══ Source information ══

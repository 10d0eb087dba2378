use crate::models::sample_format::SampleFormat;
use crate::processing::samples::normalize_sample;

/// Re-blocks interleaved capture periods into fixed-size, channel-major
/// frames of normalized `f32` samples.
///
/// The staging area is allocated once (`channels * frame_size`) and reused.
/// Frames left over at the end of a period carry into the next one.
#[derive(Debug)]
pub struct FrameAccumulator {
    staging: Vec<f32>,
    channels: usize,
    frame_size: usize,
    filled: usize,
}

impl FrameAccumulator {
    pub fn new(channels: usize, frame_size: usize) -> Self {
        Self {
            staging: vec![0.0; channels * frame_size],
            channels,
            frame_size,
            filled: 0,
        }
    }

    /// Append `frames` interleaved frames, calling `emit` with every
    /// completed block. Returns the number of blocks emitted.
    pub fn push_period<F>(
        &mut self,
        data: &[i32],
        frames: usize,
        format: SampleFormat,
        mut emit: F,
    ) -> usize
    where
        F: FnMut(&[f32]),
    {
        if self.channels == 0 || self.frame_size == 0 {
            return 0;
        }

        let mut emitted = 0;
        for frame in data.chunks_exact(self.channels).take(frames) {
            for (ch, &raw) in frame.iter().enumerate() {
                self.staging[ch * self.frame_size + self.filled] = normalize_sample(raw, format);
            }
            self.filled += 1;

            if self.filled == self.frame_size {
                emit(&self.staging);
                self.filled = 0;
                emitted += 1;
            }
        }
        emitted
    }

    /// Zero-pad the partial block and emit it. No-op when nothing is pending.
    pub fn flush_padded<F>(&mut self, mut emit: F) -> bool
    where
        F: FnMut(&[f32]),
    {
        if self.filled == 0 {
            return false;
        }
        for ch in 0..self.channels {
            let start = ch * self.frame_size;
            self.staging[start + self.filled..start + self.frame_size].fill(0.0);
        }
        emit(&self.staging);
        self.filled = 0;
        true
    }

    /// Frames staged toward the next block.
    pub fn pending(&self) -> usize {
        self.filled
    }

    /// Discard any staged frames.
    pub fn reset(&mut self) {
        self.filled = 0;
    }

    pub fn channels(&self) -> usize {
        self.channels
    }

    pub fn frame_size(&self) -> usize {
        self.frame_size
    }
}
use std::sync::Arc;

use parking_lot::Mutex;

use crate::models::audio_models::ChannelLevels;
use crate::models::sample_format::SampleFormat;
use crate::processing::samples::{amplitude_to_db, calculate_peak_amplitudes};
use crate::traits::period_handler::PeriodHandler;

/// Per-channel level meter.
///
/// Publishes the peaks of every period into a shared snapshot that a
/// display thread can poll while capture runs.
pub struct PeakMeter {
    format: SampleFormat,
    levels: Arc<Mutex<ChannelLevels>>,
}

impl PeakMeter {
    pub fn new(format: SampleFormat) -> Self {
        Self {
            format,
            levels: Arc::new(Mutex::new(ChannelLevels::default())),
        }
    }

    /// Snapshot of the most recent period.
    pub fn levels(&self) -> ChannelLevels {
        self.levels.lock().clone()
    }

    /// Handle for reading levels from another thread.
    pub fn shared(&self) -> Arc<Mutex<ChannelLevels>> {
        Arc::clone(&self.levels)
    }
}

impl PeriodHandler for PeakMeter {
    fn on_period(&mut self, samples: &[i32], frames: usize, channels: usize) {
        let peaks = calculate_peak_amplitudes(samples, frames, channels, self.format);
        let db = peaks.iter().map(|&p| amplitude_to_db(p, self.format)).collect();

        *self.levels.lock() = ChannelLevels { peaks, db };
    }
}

═══
══ Source information ══

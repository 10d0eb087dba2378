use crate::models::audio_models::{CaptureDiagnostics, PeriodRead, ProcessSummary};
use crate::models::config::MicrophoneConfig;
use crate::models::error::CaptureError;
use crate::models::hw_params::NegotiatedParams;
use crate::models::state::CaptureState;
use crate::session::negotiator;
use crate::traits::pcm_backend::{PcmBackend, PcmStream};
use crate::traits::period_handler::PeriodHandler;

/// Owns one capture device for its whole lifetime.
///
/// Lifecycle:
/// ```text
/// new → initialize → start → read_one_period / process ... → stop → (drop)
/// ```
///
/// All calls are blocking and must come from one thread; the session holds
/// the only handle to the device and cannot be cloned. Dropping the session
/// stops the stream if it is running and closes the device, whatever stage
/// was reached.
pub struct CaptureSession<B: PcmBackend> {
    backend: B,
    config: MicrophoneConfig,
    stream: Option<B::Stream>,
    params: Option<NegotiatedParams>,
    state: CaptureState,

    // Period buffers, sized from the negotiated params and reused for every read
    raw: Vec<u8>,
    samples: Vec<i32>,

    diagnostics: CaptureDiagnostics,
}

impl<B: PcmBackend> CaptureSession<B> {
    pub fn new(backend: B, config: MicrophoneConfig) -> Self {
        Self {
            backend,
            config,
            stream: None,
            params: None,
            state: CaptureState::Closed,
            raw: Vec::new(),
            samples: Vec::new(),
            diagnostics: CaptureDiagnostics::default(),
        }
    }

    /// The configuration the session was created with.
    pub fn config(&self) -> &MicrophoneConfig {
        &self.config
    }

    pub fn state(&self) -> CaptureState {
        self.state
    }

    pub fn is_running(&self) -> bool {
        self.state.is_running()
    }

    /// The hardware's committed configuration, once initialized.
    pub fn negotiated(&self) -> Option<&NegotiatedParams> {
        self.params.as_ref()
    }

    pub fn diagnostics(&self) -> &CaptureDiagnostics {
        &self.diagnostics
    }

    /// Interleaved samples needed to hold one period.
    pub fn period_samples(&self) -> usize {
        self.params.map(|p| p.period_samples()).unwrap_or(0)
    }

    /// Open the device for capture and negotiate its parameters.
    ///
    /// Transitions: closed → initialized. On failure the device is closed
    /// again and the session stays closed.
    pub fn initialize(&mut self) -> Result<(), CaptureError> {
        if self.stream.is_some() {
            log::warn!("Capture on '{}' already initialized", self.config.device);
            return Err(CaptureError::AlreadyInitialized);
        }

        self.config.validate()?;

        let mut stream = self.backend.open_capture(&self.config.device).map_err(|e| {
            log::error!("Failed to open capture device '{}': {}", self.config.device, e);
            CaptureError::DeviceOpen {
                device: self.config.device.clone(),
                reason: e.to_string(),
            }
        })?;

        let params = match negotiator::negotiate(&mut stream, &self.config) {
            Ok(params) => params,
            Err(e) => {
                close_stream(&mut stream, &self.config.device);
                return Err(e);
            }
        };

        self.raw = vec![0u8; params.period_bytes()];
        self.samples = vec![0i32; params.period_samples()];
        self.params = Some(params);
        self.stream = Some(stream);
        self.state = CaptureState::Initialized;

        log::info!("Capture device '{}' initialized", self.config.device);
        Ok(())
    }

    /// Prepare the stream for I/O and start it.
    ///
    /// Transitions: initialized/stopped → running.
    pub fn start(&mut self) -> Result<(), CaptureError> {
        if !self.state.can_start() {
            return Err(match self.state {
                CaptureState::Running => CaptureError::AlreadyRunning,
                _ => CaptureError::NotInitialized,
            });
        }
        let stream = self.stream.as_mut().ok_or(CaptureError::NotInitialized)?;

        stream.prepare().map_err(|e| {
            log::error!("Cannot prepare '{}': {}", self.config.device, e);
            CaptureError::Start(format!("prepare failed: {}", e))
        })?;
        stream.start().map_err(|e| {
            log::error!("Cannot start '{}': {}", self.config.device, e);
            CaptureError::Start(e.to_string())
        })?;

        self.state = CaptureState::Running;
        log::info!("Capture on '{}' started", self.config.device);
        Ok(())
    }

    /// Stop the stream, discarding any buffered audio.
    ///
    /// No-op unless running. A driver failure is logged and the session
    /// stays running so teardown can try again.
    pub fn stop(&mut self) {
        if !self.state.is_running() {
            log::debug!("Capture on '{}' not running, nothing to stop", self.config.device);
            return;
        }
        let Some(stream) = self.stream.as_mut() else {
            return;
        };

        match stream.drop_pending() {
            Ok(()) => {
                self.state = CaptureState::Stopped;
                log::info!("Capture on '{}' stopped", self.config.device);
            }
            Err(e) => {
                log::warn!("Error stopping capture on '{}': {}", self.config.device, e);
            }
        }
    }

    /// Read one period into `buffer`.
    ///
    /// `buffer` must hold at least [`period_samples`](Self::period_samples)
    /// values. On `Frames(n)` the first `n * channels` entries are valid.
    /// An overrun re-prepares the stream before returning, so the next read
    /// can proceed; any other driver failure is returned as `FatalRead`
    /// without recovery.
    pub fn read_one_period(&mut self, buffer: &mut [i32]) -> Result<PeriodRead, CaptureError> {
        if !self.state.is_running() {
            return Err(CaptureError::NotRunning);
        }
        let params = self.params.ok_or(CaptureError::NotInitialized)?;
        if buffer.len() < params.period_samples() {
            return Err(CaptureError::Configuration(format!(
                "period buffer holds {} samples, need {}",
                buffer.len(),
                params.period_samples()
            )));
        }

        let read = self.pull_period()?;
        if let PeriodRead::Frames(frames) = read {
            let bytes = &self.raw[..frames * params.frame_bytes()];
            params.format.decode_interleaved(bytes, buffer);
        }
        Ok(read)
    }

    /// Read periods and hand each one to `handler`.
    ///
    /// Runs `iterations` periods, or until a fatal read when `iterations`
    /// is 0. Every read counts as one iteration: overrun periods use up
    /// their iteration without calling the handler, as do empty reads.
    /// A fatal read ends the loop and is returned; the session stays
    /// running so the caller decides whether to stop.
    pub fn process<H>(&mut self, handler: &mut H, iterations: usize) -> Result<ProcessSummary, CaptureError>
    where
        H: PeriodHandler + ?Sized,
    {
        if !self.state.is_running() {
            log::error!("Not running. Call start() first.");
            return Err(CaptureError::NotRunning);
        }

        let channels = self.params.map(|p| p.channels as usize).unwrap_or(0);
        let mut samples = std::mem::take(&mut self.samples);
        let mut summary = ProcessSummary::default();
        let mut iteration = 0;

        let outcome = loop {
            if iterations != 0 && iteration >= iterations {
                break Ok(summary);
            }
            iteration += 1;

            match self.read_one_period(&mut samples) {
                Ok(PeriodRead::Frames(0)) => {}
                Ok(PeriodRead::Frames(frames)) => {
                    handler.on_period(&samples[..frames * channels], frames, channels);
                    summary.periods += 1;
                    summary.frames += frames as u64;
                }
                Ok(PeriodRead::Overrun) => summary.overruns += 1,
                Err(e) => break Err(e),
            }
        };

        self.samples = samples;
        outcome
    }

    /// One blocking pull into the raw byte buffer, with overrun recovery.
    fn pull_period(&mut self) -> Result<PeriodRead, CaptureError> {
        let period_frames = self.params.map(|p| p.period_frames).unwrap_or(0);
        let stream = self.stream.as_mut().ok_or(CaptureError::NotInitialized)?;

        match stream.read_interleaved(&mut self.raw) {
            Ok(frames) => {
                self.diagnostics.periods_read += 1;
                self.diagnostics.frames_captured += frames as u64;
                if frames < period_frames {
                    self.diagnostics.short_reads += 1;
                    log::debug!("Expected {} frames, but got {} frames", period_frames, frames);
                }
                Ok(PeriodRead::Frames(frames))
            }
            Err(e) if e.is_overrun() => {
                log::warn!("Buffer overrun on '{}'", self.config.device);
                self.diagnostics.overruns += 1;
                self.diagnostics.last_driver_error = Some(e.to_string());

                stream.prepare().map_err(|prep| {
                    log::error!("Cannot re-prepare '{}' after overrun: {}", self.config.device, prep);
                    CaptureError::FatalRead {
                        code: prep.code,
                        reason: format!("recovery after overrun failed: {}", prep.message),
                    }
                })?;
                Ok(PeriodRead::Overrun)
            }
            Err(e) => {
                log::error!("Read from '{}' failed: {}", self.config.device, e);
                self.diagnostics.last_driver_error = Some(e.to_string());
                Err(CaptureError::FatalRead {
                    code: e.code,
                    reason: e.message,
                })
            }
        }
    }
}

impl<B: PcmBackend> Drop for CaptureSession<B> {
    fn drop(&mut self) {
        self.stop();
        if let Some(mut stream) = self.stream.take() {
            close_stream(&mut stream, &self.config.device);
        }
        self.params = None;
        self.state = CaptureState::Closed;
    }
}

═══

- _Work instruction_:
An exact copy of the lines above between the line holding "pub fn frame_size(&self)" and the line holding "snapshot that a", inclusive, is the whole answer.

- _Answer for the task_:
    pub fn frame_size(&self) -> usize {
        self.frame_size
    }
}
use std::sync::Arc;

use parking_lot::Mutex;

use crate::models::audio_models::ChannelLevels;
use crate::models::sample_format::SampleFormat;
use crate::processing::samples::{amplitude_to_db, calculate_peak_amplitudes};
use crate::traits::period_handler::PeriodHandler;

/// Per-channel level meter.
///
/// Publishes the peaks of every period into a shared snapshot that a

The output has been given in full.